== YOUR TASK ==
Go over these records and count the lines with the string "ExtractedContent" in them; the count is all that should be returned.

== Records drawn from a dataset ==
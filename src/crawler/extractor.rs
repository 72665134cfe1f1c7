//! Article text extraction for detail pages

use scraper::{ElementRef, Html, Selector};

/// Title and body of an article page
#[derive(Debug, Clone, Default, PartialEq, Eq)]
pub struct ExtractedContent {
    /// `<title>` text, trimmed; empty when absent
    pub title: String,
    /// Every non-empty paragraph, trimmed, each followed by a newline
    pub body: String,
}

impl ExtractedContent {
    /// True when no paragraph text was found
    pub fn is_empty(&self) -> bool {
        self.body.trim().is_empty()
    }

    /// Title and body joined the way they are written to the corpus
    pub fn into_text(self) -> String {
        format!("{}\n{}", self.title, self.body)
    }
}

/// Extracts the title and paragraph text of an article
///
/// When `container` is given and matches, only paragraphs inside the first
/// matching element are read; otherwise every `<p>` in the document is.
/// All paragraphs are accumulated.
///
/// # Example
///
/// ```
/// use corpus_crawler::crawler::extract_content;
///
/// let html = "<title> Headline </title><p>First.</p><p>Second.</p>";
/// let content = extract_content(html, None);
/// assert_eq!(content.title, "Headline");
/// assert_eq!(content.body, "First.\nSecond.\n");
/// ```
pub fn extract_content(html: &str, container: Option<&Selector>) -> ExtractedContent {
    let document = Html::parse_document(html);

    let title = extract_title(&document);

    let Ok(p_selector) = Selector::parse("p") else {
        return ExtractedContent {
            title,
            body: String::new(),
        };
    };

    let scoped = container.and_then(|selector| document.select(selector).next());
    let body = match scoped {
        Some(root) => collect_paragraphs(root.select(&p_selector)),
        None => collect_paragraphs(document.select(&p_selector)),
    };

    ExtractedContent { title, body }
}

fn extract_title(document: &Html) -> String {
    let Ok(title_selector) = Selector::parse("title") else {
        return String::new();
    };

    document
        .select(&title_selector)
        .next()
        .map(|element| element.text().collect::<String>().trim().to_string())
        .unwrap_or_default()
}

fn collect_paragraphs<'a>(paragraphs: impl Iterator<Item = ElementRef<'a>>) -> String {
    let mut body = String::new();
    for paragraph in paragraphs {
        let text = paragraph.text().collect::<String>();
        let text = text.trim();
        if text.is_empty() {
            continue;
        }
        body.push_str(text);
        body.push('\n');
    }
    body
}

== ANSWER ==
5